= Sue Denison =

Australian nurse practitioner

Suzanne Judith Denison OAM, née Brown (born in 1943) is an Australian nurse practitioner based in the rural New South Wales town of Nundle. Together with Jane O'Connell, she was one of the first two authorised Nurse Practitioners in Australia.

==Early life==
Denison was born in the early 1940s and grew up in Penshurst, Sydney, to a father who was a doctor and a mother who was a nurse. She was educated at Presbyterian Ladies' College in Croydon.

== Career ==
On completing her initial nursing training in Royal Prince Alfred Hospital and midwifery training in King George the V Hospital (KGV), Denison worked in the Warren district hospital and the aged care in Sydney. However, in 1988 she was diagnosed with a liver disease and underwent a liver transplant in 1990. She recovered and returned to nursing. In December 2000, Denison was approved as a nurse practitioner, a new nursing role in Australia. She provides health care services to around 1400 people living over an area of 1500 square kilometres. As part of her community nursing, Denison identified a need for activities for younger people, and established a cinema in the town. She also established a second-hand clothes shop which sold donated clothing to raise funds for rural families in need.

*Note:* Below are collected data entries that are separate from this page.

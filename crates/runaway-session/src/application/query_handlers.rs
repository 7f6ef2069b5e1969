//! Query handlers for the Session & Wagon Progress context.
//!
//! These return read-only view DTOs. Views never carry the wagon passcode.
//! Every lookup counts as activity and extends the session's lifetime.

use chrono::{DateTime, Utc};
use runaway_core::error::DomainError;
use runaway_core::identity::{NpcIdentity, SessionId};
use serde::Serialize;

use crate::application::registry::SessionRegistry;
use crate::domain::session::{Conversation, GuessingProgress, Message, Session};

/// Read-only view of a session.
#[derive(Debug, Clone, Serialize)]
pub struct SessionView {
    /// The session identifier.
    pub session_id: SessionId,
    /// The wagon being played.
    pub current_wagon: WagonView,
    /// Guessing state for the current wagon.
    pub guessing_progress: GuessingProgressView,
    /// Creation time.
    pub created_at: DateTime<Utc>,
    /// Time of the last read or write.
    pub last_active: DateTime<Utc>,
}

/// The current wagon without its passcode.
#[derive(Debug, Clone, Serialize)]
pub struct WagonView {
    /// Index of the wagon.
    pub wagon_id: u32,
    /// Theme of the wagon's passcode; empty until loaded.
    pub theme: String,
    /// One entry per started conversation.
    pub conversations: Vec<ConversationSummary>,
}

/// Summary of one conversation.
#[derive(Debug, Clone, Serialize)]
pub struct ConversationSummary {
    /// The character.
    pub uid: NpcIdentity,
    /// Number of messages exchanged.
    pub message_count: usize,
    /// Time of the most recent message.
    pub last_interaction: DateTime<Utc>,
}

/// Indications and guesses for the current wagon.
#[derive(Debug, Clone, Default, PartialEq, Eq, Serialize)]
pub struct GuessingProgressView {
    /// Player clues, in order.
    pub indications: Vec<String>,
    /// Detective guesses, in order.
    pub guesses: Vec<String>,
}

/// Full message history with one character.
#[derive(Debug, Clone, Serialize)]
pub struct ConversationView {
    /// The character.
    pub uid: NpcIdentity,
    /// Messages in insertion order.
    pub messages: Vec<Message>,
}

impl From<&Session> for SessionView {
    fn from(session: &Session) -> Self {
        Self {
            session_id: session.session_id,
            current_wagon: WagonView {
                wagon_id: session.current_wagon.wagon_id,
                theme: session.current_wagon.theme.clone(),
                conversations: session
                    .current_wagon
                    .conversations
                    .values()
                    .map(|c| ConversationSummary {
                        uid: c.uid,
                        message_count: c.messages.len(),
                        last_interaction: c.last_interaction,
                    })
                    .collect(),
            },
            guessing_progress: GuessingProgressView::from(&session.guessing_progress),
            created_at: session.created_at,
            last_active: session.last_active,
        }
    }
}

impl From<&GuessingProgress> for GuessingProgressView {
    fn from(progress: &GuessingProgress) -> Self {
        Self {
            indications: progress.indications.iter().map(|m| m.content.clone()).collect(),
            guesses: progress.guesses.clone(),
        }
    }
}

impl From<&Conversation> for ConversationView {
    fn from(conversation: &Conversation) -> Self {
        Self {
            uid: conversation.uid,
            messages: conversation.messages.clone(),
        }
    }
}

/// Retrieves a session view.
///
/// # Errors
///
/// Returns `DomainError::SessionNotFound` if the session is not live.
pub async fn get_session_view(
    session_id: SessionId,
    registry: &SessionRegistry,
) -> Result<SessionView, DomainError> {
    registry
        .read(session_id, |session| SessionView::from(session))
        .await
}

/// Retrieves the conversation with `uid` in the current wagon. Returns
/// `Ok(None)` when the conversation has not started or the character belongs
/// to another wagon.
///
/// # Errors
///
/// Returns `DomainError::InvalidIdentity` for an unparsable uid and
/// `DomainError::SessionNotFound` if the session is not live.
pub async fn get_conversation(
    session_id: SessionId,
    uid: &str,
    registry: &SessionRegistry,
) -> Result<Option<ConversationView>, DomainError> {
    let identity = NpcIdentity::parse(uid)?;
    registry
        .read(session_id, |session| {
            session.conversation(&identity).map(ConversationView::from)
        })
        .await
}

/// Retrieves the guessing progress of the current wagon.
///
/// # Errors
///
/// Returns `DomainError::SessionNotFound` if the session is not live.
pub async fn get_guessing_progress(
    session_id: SessionId,
    registry: &SessionRegistry,
) -> Result<GuessingProgressView, DomainError> {
    registry
        .read(session_id, |session| {
            GuessingProgressView::from(&session.guessing_progress)
        })
        .await
}
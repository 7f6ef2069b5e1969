//! Runaway: HTTP API.
//!
//! Exposes sessions, passenger chat, the detective's guessing rounds and the
//! public wagon dataset over JSON.

pub mod config;
pub mod error;
pub mod routes;
pub mod state;
pub mod sweeper;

In 2008, Denison was awarded the Medal of the Order of Australia for services to nursing as a nurse practitioner, and to the community of the Nundle district.

Denison was also an adjunct Senior Lecturer in the School of Health at the University of New England. Then, Denison retired in 2010.

==Retirement life==
After retiring, Denison volunteered with Lifeline. She is now a member of St. Vincent de Paul, supporting people in treatment with alcohol and substance use, at Freeman House in Armidale in NSW.